Taking into account context and grammar, I suspect that this translates roughly as
"If however one somehow ineptly puts forward something claimed as a piece of knowledge, he is not without blame."
This is very different from three published translations of these opening remarks that I'm aware of, and they nearly agree with each other on this sentence. For example, the latest one reads
"But should he, at the same time, pretend to know something in mathematics and so to speak cast forward something in an inexperienced way, he is not without blame"
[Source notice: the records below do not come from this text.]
//! Catalog lookups coupled with access tracking.
//!
//! `MonkeyService` is the surface front ends talk to. Every successful lookup
//! and every random pick is counted against the resolved record's canonical
//! name before the record is handed back; failed lookups are never counted.

use rand::Rng;
use std::collections::BTreeMap;
use tracing::debug;

use crate::catalog::CatalogStore;
use crate::error::CatalogResult;
use crate::tracker::AccessTracker;
use crate::MonkeyRecord;

/// Catalog store plus access tracker.
///
/// Share across threads behind an `Arc`; all methods take `&self`.
#[derive(Debug, Default)]
pub struct MonkeyService {
    catalog: CatalogStore,
    tracker: AccessTracker,
}

impl MonkeyService {
    /// Creates a service over the given store with an empty tracker.
    pub fn new(catalog: CatalogStore) -> Self {
        Self {
            catalog,
            tracker: AccessTracker::new(),
        }
    }

    /// Creates a service over the shipped table.
    pub fn shipped() -> Self {
        Self::new(CatalogStore::shipped())
    }

    /// The underlying store.
    pub fn catalog(&self) -> &CatalogStore {
        &self.catalog
    }

    /// Returns all records in declaration order. Not counted as an access.
    pub fn list_all(&self) -> &[MonkeyRecord] {
        self.catalog.list_all()
    }

    /// Looks a record up by name and counts the access.
    ///
    /// # Errors
    ///
    /// - `CatalogError::NotFound` if the name is blank or unknown; the
    ///   tracker is left untouched
    pub fn find_by_name(&self, name: &str) -> CatalogResult<&MonkeyRecord> {
        let record = self.catalog.find_by_name(name)?;
        self.tracker.record_access(&record.name);
        debug!(name = %record.name, "Resolved monkey by name");
        Ok(record)
    }

    /// Picks a random record and counts the access.
    ///
    /// # Errors
    ///
    /// - `CatalogError::EmptyCatalog` if the store has no records
    pub fn pick_random(&self) -> CatalogResult<&MonkeyRecord> {
        self.pick_random_with(&mut rand::rng())
    }

    /// Like [`pick_random`](Self::pick_random) with a caller-supplied generator.
    ///
    /// # Errors
    ///
    /// - `CatalogError::EmptyCatalog` if the store has no records
    pub fn pick_random_with<R: Rng + ?Sized>(&self, rng: &mut R) -> CatalogResult<&MonkeyRecord> {
        let record = self.catalog.pick_random_with(rng)?;
        self.tracker.record_access(&record.name);
        debug!(name = %record.name, "Picked random monkey");
        Ok(record)
    }

    /// Access count for a canonical name; 0 if never accessed.
    pub fn access_count(&self, name: &str) -> u64 {
        self.tracker.get_count(name)
    }

    /// Snapshot of every access count.
    pub fn access_counts(&self) -> BTreeMap<String, u64> {
        self.tracker.snapshot()
    }
}
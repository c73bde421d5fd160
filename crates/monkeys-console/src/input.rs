//! Keyboard input handling for the catalog browser.
//!
//! All code follows the panic-free policy: no `.unwrap()`, `.expect()`,
//! `panic!()`, `unreachable!()`, `todo!()`, or direct indexing `[i]`.

use crate::app::App;
use crossterm::event::{KeyCode, KeyEvent, KeyEventKind, KeyModifiers};

// ============================================================================
// Event Types
// ============================================================================

/// Events that drive the browser loop.
#[derive(Debug, Clone)]
pub enum Event {
    /// Keyboard input from the user.
    Key(KeyEvent),

    /// Terminal window resize event.
    Resize(u16, u16),
}

// ============================================================================
// Action Types
// ============================================================================

/// Actions that can result from user input.
#[derive(Debug, Clone, PartialEq, Eq)]
pub enum Action {
    /// No action required.
    None,

    /// Quit the application.
    Quit,

    /// Look up the named record through the service.
    Inspect(String),

    /// Pick a random record through the service.
    Random,
}

// ============================================================================
// Input Handler
// ============================================================================

/// Handles a keyboard event and updates navigation state.
///
/// # Key Bindings
///
/// | Key          | Action                              |
/// |--------------|-------------------------------------|
/// | `q`, `Q`     | Quit the application                |
/// | `Esc`        | Quit the application                |
/// | `Ctrl+C`     | Quit the application                |
/// | `j`, `Down`  | Select the next monkey              |
/// | `k`, `Up`    | Select the previous monkey          |
/// | `Enter`      | Look up the selected monkey         |
/// | `r`, `R`     | Pick a random monkey                |
#[must_use]
pub fn handle_key_event(key: KeyEvent, app: &mut App) -> Action {
    // Key release events arrive on some platforms
    if key.kind == KeyEventKind::Release {
        return Action::None;
    }

    if key.modifiers.contains(KeyModifiers::CONTROL) && key.code == KeyCode::Char('c') {
        app.quit();
        return Action::Quit;
    }

    match key.code {
        KeyCode::Char('q') | KeyCode::Char('Q') | KeyCode::Esc => {
            app.quit();
            Action::Quit
        }

        KeyCode::Char('j') | KeyCode::Down => {
            app.select_next();
            Action::None
        }

        KeyCode::Char('k') | KeyCode::Up => {
            app.select_previous();
            Action::None
        }

        KeyCode::Enter => match app.selected_record() {
            Some(record) => Action::Inspect(record.name.clone()),
            None => Action::None,
        },

        KeyCode::Char('r') | KeyCode::Char('R') => Action::Random,

        _ => Action::None,
    }
}

// ============================================================================
// Tests
// ============================================================================

#[cfg(test)]
mod tests {
    use super::*;
    use monkey_core::MonkeyRecord;

    fn key_event(code: KeyCode) -> KeyEvent {
        KeyEvent::new(code, KeyModifiers::NONE)
    }

    fn app() -> App {
        App::new(vec![
            MonkeyRecord::new("Baboon", "Africa & Asia", "", "", 10_000, 0.0, 0.0),
            MonkeyRecord::new("Henry", "Phoenix", "", "", 1, 0.0, 0.0),
        ])
    }

    #[test]
    fn test_q_quits() {
        let mut app = app();
        let action = handle_key_event(key_event(KeyCode::Char('q')), &mut app);
        assert_eq!(action, Action::Quit);
        assert!(app.should_quit);
    }

    #[test]
    fn test_escape_quits() {
        let mut app = app();
        assert_eq!(handle_key_event(key_event(KeyCode::Esc), &mut app), Action::Quit);
    }

    #[test]
    fn test_ctrl_c_quits() {
        let mut app = app();
        let action = handle_key_event(
            KeyEvent::new(KeyCode::Char('c'), KeyModifiers::CONTROL),
            &mut app,
        );
        assert_eq!(action, Action::Quit);
        assert!(app.should_quit);
    }

    #[test]
    fn test_navigation_keys() {
        let mut app = app();
        assert_eq!(handle_key_event(key_event(KeyCode::Char('j')), &mut app), Action::None);
        assert_eq!(app.selected_index, 1);
        assert_eq!(handle_key_event(key_event(KeyCode::Down), &mut app), Action::None);
        assert_eq!(app.selected_index, 0);
        handle_key_event(key_event(KeyCode::Up), &mut app);
        assert_eq!(app.selected_index, 1);
        handle_key_event(key_event(KeyCode::Char('k')), &mut app);
        assert_eq!(app.selected_index, 0);
    }

    #[test]
    fn test_enter_inspects_selected() {
        let mut app = app();
        app.selected_index = 1;
        let action = handle_key_event(key_event(KeyCode::Enter), &mut app);
        assert_eq!(action, Action::Inspect("Henry".to_string()));
    }

    #[test]
    fn test_enter_with_no_records_returns_none() {
        let mut app = App::new(Vec::new());
        assert_eq!(handle_key_event(key_event(KeyCode::Enter), &mut app), Action::None);
    }

    #[test]
    fn test_r_picks_random() {
        let mut app = app();
        assert_eq!(handle_key_event(key_event(KeyCode::Char('r')), &mut app), Action::Random);
        assert_eq!(handle_key_event(key_event(KeyCode::Char('R')), &mut app), Action::Random);
    }

    #[test]
    fn test_release_is_ignored() {
        let mut app = app();
        let mut key = key_event(KeyCode::Char('q'));
        key.kind = KeyEventKind::Release;
        assert_eq!(handle_key_event(key, &mut app), Action::None);
        assert!(!app.should_quit);
    }

    #[test]
    fn test_unhandled_key_returns_none() {
        let mut app = app();
        assert_eq!(handle_key_event(key_event(KeyCode::F(1)), &mut app), Action::None);
        assert!(!app.should_quit);
    }
}
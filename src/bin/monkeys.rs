//! Monkeys - browse a catalog of monkey species from the terminal
//!
//! # Usage
//!
//! ```text
//! monkeys               # Interactive numbered menu
//! monkeys list [--json] # Print the catalog
//! monkeys show <name>   # Print one monkey
//! monkeys random        # Print a random monkey
//! monkeys browse        # Full-screen browser
//! ```

use std::fs::{self, OpenOptions};
use std::io::{self, IsTerminal, Stdout};
use std::path::PathBuf;
use std::process::ExitCode;
use std::sync::Mutex;
use std::time::Duration;

use anyhow::{Context, Result};
use clap::{Parser, Subcommand};
use crossterm::{
    event::{self, Event as CrosstermEvent},
    execute,
    terminal::{disable_raw_mode, enable_raw_mode, EnterAlternateScreen, LeaveAlternateScreen},
};
use monkey_core::MonkeyService;
use ratatui::{backend::CrosstermBackend, Terminal};
use tokio::sync::mpsc;
use tokio_util::sync::CancellationToken;
use tracing::{debug, error, info, warn};
use tracing_subscriber::EnvFilter;

use monkeys_console::app::App;
use monkeys_console::error::{ConsoleError, Result as ConsoleResult};
use monkeys_console::input::{handle_key_event, Action, Event};
use monkeys_console::render::Palette;
use monkeys_console::{commands, ui, CommandOutcome, Config, Console};

// ============================================================================
// CLI Arguments
// ============================================================================

/// Monkeys - browse a catalog of monkey species
#[derive(Parser, Debug)]
#[command(name = "monkeys")]
#[command(about = "Browse a catalog of monkey species")]
#[command(version)]
struct Args {
    #[command(subcommand)]
    command: Option<Command>,

    /// Path to a config file (default: <config dir>/monkeys/config.toml)
    #[arg(long, short = 'c', global = true)]
    config: Option<PathBuf>,

    /// Disable colored output
    #[arg(long, global = true, conflicts_with = "color")]
    no_color: bool,

    /// Force colored output even when stdout is not a terminal
    #[arg(long, global = true)]
    color: bool,
}

#[derive(Subcommand, Debug)]
enum Command {
    /// Print every monkey with its location and population
    List {
        /// Print JSON instead of a table
        #[arg(long)]
        json: bool,
    },
    /// Print the details of one monkey (name is case-insensitive)
    Show {
        /// Monkey name
        name: String,
    },
    /// Print the details of a randomly chosen monkey
    Random,
    /// Open the full-screen browser
    Browse,
}

// ============================================================================
// Terminal Setup / Cleanup
// ============================================================================

fn setup_terminal() -> ConsoleResult<Terminal<CrosstermBackend<Stdout>>> {
    enable_raw_mode().map_err(|e| ConsoleError::TerminalInit(e.to_string()))?;

    let mut stdout = io::stdout();
    execute!(stdout, EnterAlternateScreen)
        .map_err(|e| ConsoleError::TerminalInit(e.to_string()))?;

    let backend = CrosstermBackend::new(stdout);
    Terminal::new(backend).map_err(|e| ConsoleError::TerminalInit(e.to_string()))
}

fn cleanup_terminal(terminal: &mut Terminal<CrosstermBackend<Stdout>>) -> ConsoleResult<()> {
    disable_raw_mode().map_err(|e| ConsoleError::TerminalCleanup(e.to_string()))?;

    execute!(terminal.backend_mut(), LeaveAlternateScreen)
        .map_err(|e| ConsoleError::TerminalCleanup(e.to_string()))?;

    terminal
        .show_cursor()
        .map_err(|e| ConsoleError::TerminalCleanup(e.to_string()))?;

    Ok(())
}

// ============================================================================
// Keyboard Input Task
// ============================================================================

/// Spawns a task that polls for keyboard input and forwards it to the loop.
///
/// Crossterm polling is synchronous, so each poll runs on the blocking pool
/// with a short timeout to keep cancellation responsive.
fn spawn_keyboard_task(
    event_tx: mpsc::UnboundedSender<Event>,
    cancel_token: CancellationToken,
) -> tokio::task::JoinHandle<()> {
    tokio::spawn(async move {
        loop {
            if cancel_token.is_cancelled() {
                debug!("Keyboard task shutting down");
                break;
            }

            let poll_result = tokio::task::spawn_blocking(|| {
                if event::poll(Duration::from_millis(50)).unwrap_or(false) {
                    event::read().ok()
                } else {
                    None
                }
            })
            .await;

            match poll_result {
                Ok(Some(CrosstermEvent::Key(key))) => {
                    if event_tx.send(Event::Key(key)).is_err() {
                        debug!("Event channel closed, keyboard task exiting");
                        break;
                    }
                }
                Ok(Some(CrosstermEvent::Resize(width, height))) => {
                    if event_tx.send(Event::Resize(width, height)).is_err() {
                        break;
                    }
                }
                Ok(Some(_)) | Ok(None) => {}
                Err(e) => {
                    error!(error = %e, "Keyboard polling task panicked");
                    break;
                }
            }
        }
    })
}

// ============================================================================
// Browser Event Loop
// ============================================================================

async fn run_event_loop(
    terminal: &mut Terminal<CrosstermBackend<Stdout>>,
    app: &mut App,
    service: &MonkeyService,
    event_rx: &mut mpsc::UnboundedReceiver<Event>,
    cancel_token: &CancellationToken,
) -> Result<()> {
    let tick_rate = Duration::from_millis(250);

    loop {
        terminal.draw(|frame| ui::render(frame, app))?;

        match tokio::time::timeout(tick_rate, event_rx.recv()).await {
            Ok(Some(Event::Key(key))) => match handle_key_event(key, app) {
                Action::Quit => {
                    info!("User requested quit");
                    cancel_token.cancel();
                    break;
                }
                Action::None => {}
                action => app.perform(&action, service),
            },
            Ok(Some(Event::Resize(_width, _height))) => {
                debug!("Terminal resized");
            }
            Ok(None) => {
                warn!("Event channel closed");
                break;
            }
            Err(_) => {}
        }

        if app.should_quit || cancel_token.is_cancelled() {
            cancel_token.cancel();
            break;
        }
    }

    Ok(())
}

async fn run_browser(service: &MonkeyService) -> Result<()> {
    let (event_tx, mut event_rx) = mpsc::unbounded_channel::<Event>();
    let cancel_token = CancellationToken::new();

    let mut terminal = match setup_terminal() {
        Ok(t) => t,
        Err(e) => {
            error!(error = %e, "Failed to initialize terminal");
            return Err(e.into());
        }
    };

    let mut app = App::from_service(service);
    let keyboard_handle = spawn_keyboard_task(event_tx, cancel_token.clone());

    let result = run_event_loop(
        &mut terminal,
        &mut app,
        service,
        &mut event_rx,
        &cancel_token,
    )
    .await;

    cancel_token.cancel();
    let _ = tokio::time::timeout(Duration::from_millis(100), keyboard_handle).await;

    if let Err(e) = cleanup_terminal(&mut terminal) {
        error!(error = %e, "Failed to cleanup terminal");
    }

    result
}

// ============================================================================
// Logging Setup
// ============================================================================

/// Returns the log directory, respecting `XDG_STATE_HOME`.
fn get_log_dir() -> Option<PathBuf> {
    if let Ok(xdg_state) = std::env::var("XDG_STATE_HOME") {
        return Some(PathBuf::from(xdg_state).join("monkeys"));
    }
    std::env::var("HOME")
        .ok()
        .map(|home| PathBuf::from(home).join(".local/state/monkeys"))
}

/// Opens the log file in append mode; `None` disables logging.
fn create_log_file() -> Option<std::fs::File> {
    let log_dir = get_log_dir()?;

    if let Err(e) = fs::create_dir_all(&log_dir) {
        eprintln!("Warning: Failed to create log directory {log_dir:?}: {e}");
        return None;
    }

    let log_path = log_dir.join("monkeys.log");

    match OpenOptions::new().create(true).append(true).open(&log_path) {
        Ok(file) => Some(file),
        Err(e) => {
            eprintln!("Warning: Failed to open log file {log_path:?}: {e}");
            None
        }
    }
}

/// Logs go to a file because stdout is the user interface.
fn init_logging(config: &Config) {
    match create_log_file() {
        Some(file) => {
            let filter = EnvFilter::try_from_default_env()
                .or_else(|_| EnvFilter::try_new(&config.log_filter))
                .unwrap_or_else(|_| EnvFilter::new("info"));

            tracing_subscriber::fmt()
                .with_env_filter(filter)
                .with_writer(Mutex::new(file))
                .with_ansi(false)
                .init();
        }
        None => {
            tracing_subscriber::fmt()
                .with_env_filter(EnvFilter::new("off"))
                .init();
        }
    }
}

fn exit_code(outcome: CommandOutcome) -> ExitCode {
    if outcome.is_success() {
        ExitCode::SUCCESS
    } else {
        ExitCode::FAILURE
    }
}

// ============================================================================
// Main Entry Point
// ============================================================================

fn main() -> Result<ExitCode> {
    let args = Args::parse();

    let mut config = Config::load(args.config.as_deref()).context("Failed to load config")?;
    if args.no_color {
        config.color = Some(false);
    } else if args.color {
        config.color = Some(true);
    }
    // Settle auto color against stdout once; downstream sinks are not terminals.
    config.color = Some(config.use_color(io::stdout().is_terminal()));

    init_logging(&config);
    info!(command = ?args.command, "Monkeys starting");

    let service = MonkeyService::shipped();
    let palette = Palette::new(config.use_color(false));

    let code = match args.command {
        None => {
            let stdin = io::stdin().lock();
            let stdout = io::stdout().lock();
            Console::new(&service, stdin, stdout)
                .with_config(&config)
                .run()?;
            ExitCode::SUCCESS
        }
        Some(Command::List { json }) => {
            exit_code(commands::list(&service, &mut io::stdout().lock(), &palette, json)?)
        }
        Some(Command::Show { name }) => exit_code(commands::show(
            &service,
            &name,
            &mut io::stdout().lock(),
            &mut io::stderr().lock(),
            &palette,
        )?),
        Some(Command::Random) => exit_code(commands::random(
            &service,
            &mut io::stdout().lock(),
            &mut io::stderr().lock(),
            &palette,
        )?),
        Some(Command::Browse) => {
            let runtime = tokio::runtime::Runtime::new().context("Failed to start runtime")?;
            runtime.block_on(run_browser(&service))?;
            ExitCode::SUCCESS
        }
    };

    info!("Monkeys stopped");
    Ok(code)
}
//! Shared theme utilities for the catalog browser.

use crate::app::Notice;
use ratatui::style::{Color, Modifier, Style};

/// Returns the color for an access count relative to the current maximum.
///
/// - DarkGray: never accessed
/// - Green: the most accessed record(s)
/// - White: everything in between
pub fn count_color(count: u64, max: u64) -> Color {
    if count == 0 {
        Color::DarkGray
    } else if count >= max {
        Color::Green
    } else {
        Color::White
    }
}

/// Returns the style for the header notice.
pub fn notice_style(notice: &Notice) -> Style {
    match notice {
        Notice::Ready => Style::default().fg(Color::DarkGray),
        Notice::Inspected(_) => Style::default().fg(Color::Cyan),
        Notice::Picked(_) => Style::default()
            .fg(Color::Magenta)
            .add_modifier(Modifier::BOLD),
        Notice::Failed(_) => Style::default().fg(Color::Red).add_modifier(Modifier::BOLD),
    }
}
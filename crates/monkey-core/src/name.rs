//! Monkey name normalization.
//!
//! Every lookup in the catalog and every key in the access tracker goes
//! through these helpers, so trimming and case folding happen in one place.

/// Trims surrounding whitespace from a name.
///
/// Returns `None` when nothing is left, which callers treat as "no name".
pub fn normalize(name: &str) -> Option<&str> {
    let trimmed = name.trim();
    if trimmed.is_empty() {
        None
    } else {
        Some(trimmed)
    }
}

/// Compares two names case-insensitively after trimming.
///
/// Uses full Unicode lowercase mapping without allocating.
pub fn names_match(a: &str, b: &str) -> bool {
    let a = a.trim();
    let b = b.trim();
    a.chars()
        .flat_map(char::to_lowercase)
        .eq(b.chars().flat_map(char::to_lowercase))
}
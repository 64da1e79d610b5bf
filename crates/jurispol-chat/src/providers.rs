//! Upstream generative-model provider.
//!
//! The relay only needs one call: generate a reply for a role-tagged
//! conversation under a system instruction, optionally grounded with web
//! search. `GeminiClient` implements it over the Generative Language REST API.

use async_trait::async_trait;
use reqwest::Client;
use serde::{Deserialize, Serialize};
use thiserror::Error;
use tracing::debug;

use jurispol_core::JurisPolConfig;

/// Text fragment of a conversation turn.
#[derive(Debug, Clone, PartialEq, Eq, Serialize)]
pub struct Part {
    pub text: String,
}

/// One conversation turn in provider shape (`user` or `model`).
#[derive(Debug, Clone, PartialEq, Eq, Serialize)]
pub struct Content {
    pub role: String,
    pub parts: Vec<Part>,
}

impl Content {
    pub fn text(role: impl Into<String>, text: impl Into<String>) -> Self {
        Self {
            role: role.into(),
            parts: vec![Part { text: text.into() }],
        }
    }
}

/// A single generation call.
#[derive(Debug, Clone)]
pub struct GenerationRequest {
    pub system_instruction: String,
    pub contents: Vec<Content>,
    /// Enable the web-search grounding tool.
    pub search: bool,
}

/// Web page referenced by a grounding chunk. Either field may be missing.
#[derive(Debug, Clone, Default, PartialEq, Eq, Serialize, Deserialize)]
pub struct WebReference {
    #[serde(default)]
    pub uri: Option<String>,
    #[serde(default)]
    pub title: Option<String>,
}

#[derive(Debug, Clone, Default, PartialEq, Eq, Serialize, Deserialize)]
pub struct GroundingChunk {
    #[serde(default)]
    pub web: Option<WebReference>,
}

impl GroundingChunk {
    pub fn web(uri: impl Into<String>, title: impl Into<String>) -> Self {
        Self {
            web: Some(WebReference {
                uri: Some(uri.into()),
                title: Some(title.into()),
            }),
        }
    }
}

/// Normalized provider answer.
#[derive(Debug, Clone, Default)]
pub struct Generation {
    pub text: Option<String>,
    pub grounding_chunks: Vec<GroundingChunk>,
}

#[derive(Error, Debug)]
pub enum ProviderError {
    #[error("Request failed: {0}")]
    Request(String),

    #[error("API error {status}: {message}")]
    Api { status: u16, message: String },

    #[error("Invalid response: {0}")]
    Decode(String),
}

impl ProviderError {
    /// Rate-limit or quota exhaustion on the provider side.
    pub fn is_quota_exhausted(&self) -> bool {
        if let ProviderError::Api { status: 429, .. } = self {
            return true;
        }
        let message = self.to_string().to_lowercase();
        message.contains("429") || message.contains("quota")
    }
}

/// A hosted model able to answer a conversation.
#[async_trait]
pub trait GenerativeModel: Send + Sync {
    /// Model identifier used for every call.
    fn model(&self) -> &str;

    async fn generate(&self, request: GenerationRequest) -> Result<Generation, ProviderError>;
}

// ---------------------------------------------------------------
// Wire format
// ---------------------------------------------------------------

#[derive(Serialize)]
#[serde(rename_all = "camelCase")]
struct GenerateContentBody<'a> {
    contents: &'a [Content],
    system_instruction: SystemInstruction,
    #[serde(skip_serializing_if = "Vec::is_empty")]
    tools: Vec<Tool>,
}

#[derive(Serialize)]
struct SystemInstruction {
    parts: Vec<Part>,
}

#[derive(Serialize)]
#[serde(rename_all = "camelCase")]
struct Tool {
    google_search: GoogleSearch,
}

#[derive(Serialize)]
struct GoogleSearch {}

#[derive(Debug, Default, Deserialize)]
struct GenerateContentResponse {
    #[serde(default)]
    candidates: Vec<Candidate>,
}

#[derive(Debug, Deserialize)]
#[serde(rename_all = "camelCase")]
struct Candidate {
    #[serde(default)]
    content: Option<CandidateContent>,
    #[serde(default)]
    grounding_metadata: Option<GroundingMetadata>,
}

#[derive(Debug, Deserialize)]
struct CandidateContent {
    #[serde(default)]
    parts: Vec<ResponsePart>,
}

#[derive(Debug, Deserialize)]
struct ResponsePart {
    #[serde(default)]
    text: Option<String>,
    #[serde(default)]
    thought: bool,
}

#[derive(Debug, Deserialize)]
#[serde(rename_all = "camelCase")]
struct GroundingMetadata {
    #[serde(default)]
    grounding_chunks: Vec<GroundingChunk>,
}

impl GenerateContentResponse {
    /// Text of the first candidate (thought parts excluded) and its citations.
    fn into_generation(self) -> Generation {
        let Some(first) = self.candidates.into_iter().next() else {
            return Generation::default();
        };

        let text: String = first
            .content
            .map(|c| {
                c.parts
                    .into_iter()
                    .filter(|p| !p.thought)
                    .filter_map(|p| p.text)
                    .collect()
            })
            .unwrap_or_default();

        Generation {
            text: if text.is_empty() { None } else { Some(text) },
            grounding_chunks: first
                .grounding_metadata
                .map(|m| m.grounding_chunks)
                .unwrap_or_default(),
        }
    }
}

fn request_body(request: &GenerationRequest) -> GenerateContentBody<'_> {
    GenerateContentBody {
        contents: &request.contents,
        system_instruction: SystemInstruction {
            parts: vec![Part {
                text: request.system_instruction.clone(),
            }],
        },
        tools: if request.search {
            vec![Tool {
                google_search: GoogleSearch {},
            }]
        } else {
            Vec::new()
        },
    }
}

/// Pull `error.message` out of a provider error body, else keep it raw.
fn api_error_message(body: &str) -> String {
    serde_json::from_str::<serde_json::Value>(body)
        .ok()
        .and_then(|v| v["error"]["message"].as_str().map(str::to_string))
        .unwrap_or_else(|| body.trim().to_string())
}

// ---------------------------------------------------------------
// Gemini client
// ---------------------------------------------------------------

/// Gemini `generateContent` client.
pub struct GeminiClient {
    http: Client,
    base_url: String,
    model: String,
    api_key: String,
}

impl GeminiClient {
    pub fn new(
        api_key: impl Into<String>,
        model: impl Into<String>,
        base_url: impl Into<String>,
    ) -> Self {
        Self {
            http: Client::new(),
            base_url: base_url.into(),
            model: model.into(),
            api_key: api_key.into(),
        }
    }

    /// `None` when no API key is configured.
    pub fn from_config(config: &JurisPolConfig) -> Option<Self> {
        config.api_key.as_ref().map(|key| {
            Self::new(
                key.clone(),
                config.model.clone(),
                config.provider_base_url.clone(),
            )
        })
    }

    fn endpoint(&self) -> String {
        format!(
            "{}/models/{}:generateContent",
            self.base_url.trim_end_matches('/'),
            self.model
        )
    }
}

#[async_trait]
impl GenerativeModel for GeminiClient {
    fn model(&self) -> &str {
        &self.model
    }

    async fn generate(&self, request: GenerationRequest) -> Result<Generation, ProviderError> {
        let url = self.endpoint();
        debug!(
            "generateContent {} ({} turns, search={})",
            url,
            request.contents.len(),
            request.search
        );

        let response = self
            .http
            .post(&url)
            .header("x-goog-api-key", &self.api_key)
            .json(&request_body(&request))
            .send()
            .await
            .map_err(|e| ProviderError::Request(e.to_string()))?;

        let status = response.status();
        let body = response
            .text()
            .await
            .map_err(|e| ProviderError::Request(e.to_string()))?;

        if !status.is_success() {
            return Err(ProviderError::Api {
                status: status.as_u16(),
                message: api_error_message(&body),
            });
        }

        let parsed: GenerateContentResponse =
            serde_json::from_str(&body).map_err(|e| ProviderError::Decode(e.to_string()))?;
        Ok(parsed.into_generation())
    }
}
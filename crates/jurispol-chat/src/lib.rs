//! JurisPol chat: legal-assistant relay over a hosted generative model with
//! web-search grounding, plus the client-side conversation state and the
//! transport that talks to the relay.

pub mod client;
pub mod config;
pub mod providers;
pub mod relay;
pub mod session;
pub mod types;

pub use client::{ChatTransport, RelayClient, TransportError, TransportErrorKind};
pub use providers::{GeminiClient, GenerativeModel, ProviderError};
pub use relay::{Relay, RelayError};
pub use session::ChatState;
pub use types::*;
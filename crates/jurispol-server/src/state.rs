//! Shared application state.

use std::sync::Arc;

use jurispol_chat::{GeminiClient, GenerativeModel, Relay};
use jurispol_core::JurisPolConfig;
use tracing::{error, info};

/// Shared application state accessible from all route handlers.
/// Read-only after startup; requests share nothing mutable.
pub struct AppState {
    pub config: JurisPolConfig,
    pub relay: Relay,
}

impl AppState {
    /// Build state with the Gemini provider. A missing key leaves the relay
    /// unconfigured: static hosting keeps working, `/api/chat` answers 500.
    pub fn new(config: JurisPolConfig) -> Self {
        let model = GeminiClient::from_config(&config)
            .map(|client| Arc::new(client) as Arc<dyn GenerativeModel>);

        match &model {
            Some(m) => info!("Provider configured (model {})", m.model()),
            None => error!(
                "CRITICAL: no API_KEY found in the environment; chat requests will fail until it is set"
            ),
        }

        Self::with_relay(config, Relay::new(model))
    }

    pub fn with_relay(config: JurisPolConfig, relay: Relay) -> Self {
        Self { config, relay }
    }
}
Now I don't see where in the Greek text they find anything like "to know" and "and"; conversely, nothing in their translations seems to correspond to the word ᾗ. If ᾗ were a verb (from εἰμί or ἵημι), then wouldn't it be in the infinitive? In any case, εἰμί and ἵημι don't seem to admit the meaning of "know".
Here is the full passage:
The translation above quoted is from
p.119 in A. Bernard, Sophistic Aspects of Pappus's Collection, Archive for History of Exact Sciences 57 (2003), 93-150
The other two translations are in
p.566 in Volume 2 of I. Thomas, Selections Illustrating the History of Greek Mathematics, Harvard Univ. Press, 1939;
p.170 in S. Cuomo, Pappus of Alexandria and the Mathematics of Late Antiquity, Cambridge University Press, 2000.
I would be very grateful if someone could either confirm my reading (or suggest a better one) or explain why Bernard, Thomas and Cuomo translated it the way they did. Thank you.